When a more viscous fluid is used, proppant settling is negligible and a much larger portion of the total created fracture height is propped. After closure, the width of the proppant pack is more uniformly distributed in both the vertical and lateral directions than it is in the case of a proppant drop-out prone fluid.
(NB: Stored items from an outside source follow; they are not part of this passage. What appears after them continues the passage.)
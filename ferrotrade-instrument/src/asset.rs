use std::any::{Any, TypeId};
use std::collections::HashMap;
use std::sync::{Arc, OnceLock};

use parking_lot::Mutex;
use rust_decimal::Decimal;
use smol_str::SmolStr;

use crate::restriction::TradingRestriction;

/// Plain-data bundle describing how a concrete asset kind trades: its
/// timezone, trading-restriction predicate and tick sizes.
///
/// Carried by composition on [`Asset`] rather than via inheritance, so a new
/// asset kind is just a function returning one of these, not a subclass.
#[derive(Debug, Clone, PartialEq)]
pub struct AssetProfile {
    pub timezone_name: &'static str,
    pub restriction: TradingRestriction,
    pub min_price_increment: Decimal,
    pub min_size_increment: Decimal,
}

/// Marker for a concrete asset kind (e.g. `UsEquity`, `Crypto`) that
/// supplies the default [`AssetProfile`] for every symbol of that kind.
pub trait AssetKind: Send + Sync + 'static {
    fn default_profile() -> AssetProfile;
}

/// A single tradable instrument: a symbol plus its [`AssetProfile`].
///
/// `Asset<K1>("AAPL")` and `Asset<K2>("AAPL")` are always distinct instances
/// even when `K1 != K2`, because each kind owns its own registry.
#[derive(Debug)]
pub struct Asset<K> {
    symbol: SmolStr,
    profile: AssetProfile,
    _kind: std::marker::PhantomData<K>,
}

impl<K> Asset<K> {
    pub fn symbol(&self) -> &str {
        &self.symbol
    }

    pub fn profile(&self) -> &AssetProfile {
        &self.profile
    }

    pub fn truncate_price(&self, price: Decimal) -> Decimal {
        truncate_to_increment(price, self.profile.min_price_increment)
    }

    pub fn truncate_size(&self, size: Decimal) -> Decimal {
        truncate_to_increment(size, self.profile.min_size_increment)
    }
}

fn truncate_to_increment(value: Decimal, increment: Decimal) -> Decimal {
    if increment.is_zero() {
        return value;
    }
    (value / increment).trunc() * increment
}

type KindRegistry<K> = Mutex<HashMap<SmolStr, Arc<Asset<K>>>>;

/// Process-wide singleton asset registry, one map per concrete [`AssetKind`].
///
/// Indexed by `TypeId` rather than a generic `static`, so every `K` gets an
/// isolated map without the caller needing to register kinds up front --
/// the same singleton-per-concrete-class guarantee as the original's
/// metaclass-based registry, implemented with a type-keyed lock instead.
pub struct AssetRegistry;

fn registries() -> &'static Mutex<HashMap<TypeId, Box<dyn Any + Send + Sync>>> {
    static REGISTRIES: OnceLock<Mutex<HashMap<TypeId, Box<dyn Any + Send + Sync>>>> =
        OnceLock::new();
    REGISTRIES.get_or_init(|| Mutex::new(HashMap::new()))
}

fn with_kind_registry<K: AssetKind, R>(f: impl FnOnce(&KindRegistry<K>) -> R) -> R {
    let mut top = registries().lock();
    let boxed = top
        .entry(TypeId::of::<K>())
        .or_insert_with(|| Box::new(KindRegistry::<K>::new(HashMap::new())));
    let registry = boxed
        .downcast_ref::<KindRegistry<K>>()
        .expect("registry is always inserted keyed by its own TypeId");
    f(registry)
}

impl AssetRegistry {
    /// Fetch the asset for `symbol`, constructing it from `K::default_profile`
    /// on first lookup and returning the same `Arc` on every subsequent call.
    pub fn get<K: AssetKind>(symbol: &str) -> Arc<Asset<K>> {
        with_kind_registry::<K, _>(|registry| {
            let mut guard = registry.lock();
            if let Some(existing) = guard.get(symbol) {
                return Arc::clone(existing);
            }
            let asset = Arc::new(Asset {
                symbol: SmolStr::new(symbol),
                profile: K::default_profile(),
                _kind: std::marker::PhantomData,
            });
            guard.insert(SmolStr::new(symbol), Arc::clone(&asset));
            asset
        })
    }

    /// Test-only: clear every entry for `K`, so singleton-identity tests
    /// don't leak state across test cases.
    #[cfg(test)]
    pub fn reset<K: AssetKind>() {
        with_kind_registry::<K, _>(|registry| registry.lock().clear());
    }
}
While more viscous fluids generally have better proppant transport capability, consideration of other important fluid functions suggests using only as viscous a fluid as is absolutely necessary for reliable proppant transport. Although high viscosity is generally desirable, it can result in extreme frictional pressure losses when pumping the fluid through the wellbore tubular configuration down to the perforations. Fortunately, this friction loss is less tightly related to viscosity in the turbulent flow regime than in the laminar flow regime, especially for polymer-based fracturing fluids. Long linear polymer chains have a tendency to suppress turbulence. As a result, viscous fracturing fluids exhibit a so called “drag reduction” phenomenon and exhibit less frictional pressure loss at high pump rates than is predicted from correlations valid for Newtonian fluids, although they will still be higher than for less viscous fluids. Frictional pressure loss in the wellbore tubulars requires an increase in pumping horsepower, which is directly related to fracturing treatment cost.

Temperature Sensitivity

Fracturing fluid properties are sensitive to temperature, and temperatures outside of the treatment design parameters can have a detrimental effect on job performance. The use of temperature stabilizers is one way to delay viscosity degradation at higher temperatures; for low-temperature wells, additional viscosity breakers may prove useful. For very small treatments, the exposure to high temperature may not last long enough for fluid degradation to become a serious concern.

Other ways of overcoming high temperature sensitivity include pumping larger fluid volumes to cool down the fracture face, or pumping faster to reduce the exposure time. An inexpensive cool-down pre-pad can be pumped ahead of a high-efficiency fracturing fluid to better utilize the capabilities of the more expensive fluid. High-temperature fluid systems and special cool down techniques are also available, which permit the effective fracture stimulation of wells having a static bottomhole temperature in excess of 400 °F.

It can be equally challenging to design fluid systems for use in shallow, low-temperature wells. Conventional viscosity breakers used in crosslinked fluid systems have to reach a certain triggering temperature before they can initiate viscosity reduction. Thus, shallow wells typically call for linear (non-crosslinked) fluids that are poorer at proppant carrying.